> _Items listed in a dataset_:
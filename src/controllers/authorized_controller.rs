use std::sync::Arc;
use uuid::Uuid;

use crate::dto::authorized_dto::AuthorizedResponse;
use crate::models::{Authorized, NewAuthorized};
use crate::repositories::GateStore;
use crate::services::{ensure_person, ensure_vehicle};
use crate::state::AppState;
use crate::utils::errors::{not_found_error, AppResult};

const ALREADY_AUTHORIZED: &str = "Esta placa já está autorizada.";

pub struct AuthorizedController {
    store: Arc<dyn GateStore>,
    company_id: Uuid,
}

impl AuthorizedController {
    pub fn new(state: &AppState) -> Self {
        Self {
            store: state.store.clone(),
            company_id: state.company_id(),
        }
    }

    pub async fn list(&self) -> AppResult<Vec<Authorized>> {
        self.store.list_authorized(self.company_id).await
    }

    /// Autoriza la placa y garantiza que existan la persona y el vehículo
    pub async fn create(&self, entry: NewAuthorized) -> AppResult<AuthorizedResponse> {
        let (person_id, vehicle_id) = self.ensure_entities(&entry).await?;

        let created = self
            .store
            .insert_authorized(self.company_id, &entry)
            .await
            .map_err(|e| e.on_conflict(ALREADY_AUTHORIZED))?;

        tracing::info!("✅ Placa {} autorizada para {}", created.plate, created.name);
        Ok(AuthorizedResponse {
            entry: created,
            person_id,
            vehicle_id,
        })
    }

    pub async fn update(&self, id: Uuid, entry: NewAuthorized) -> AppResult<AuthorizedResponse> {
        let (person_id, vehicle_id) = self.ensure_entities(&entry).await?;

        let updated = self
            .store
            .update_authorized(self.company_id, id, &entry)
            .await
            .map_err(|e| e.on_conflict(ALREADY_AUTHORIZED))?
            .ok_or_else(|| not_found_error("Autorização não encontrada."))?;

        Ok(AuthorizedResponse {
            entry: updated,
            person_id,
            vehicle_id,
        })
    }

    pub async fn delete(&self, id: Uuid) -> AppResult<()> {
        if !self.store.delete_authorized(self.company_id, id).await? {
            return Err(not_found_error("Autorização não encontrada."));
        }
        Ok(())
    }

    async fn ensure_entities(&self, entry: &NewAuthorized) -> AppResult<(Uuid, Uuid)> {
        let store = self.store.as_ref();
        let person_id = ensure_person(store, self.company_id, &entry.name).await?;
        let vehicle_id = ensure_vehicle(store, self.company_id, &entry.plate, None, None).await?;
        Ok((person_id, vehicle_id))
    }
}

> _Work instruction_: From the data above, copy each line where the string "async" appears.

> _Result of this exercise_:
    pub async fn list(&self) -> AppResult<Vec<Authorized>> {
    pub async fn create(&self, entry: NewAuthorized) -> AppResult<AuthorizedResponse> {
    pub async fn update(&self, id: Uuid, entry: NewAuthorized) -> AppResult<AuthorizedResponse> {
    pub async fn delete(&self, id: Uuid) -> AppResult<()> {
    async fn ensure_entities(&self, entry: &NewAuthorized) -> AppResult<(Uuid, Uuid)> {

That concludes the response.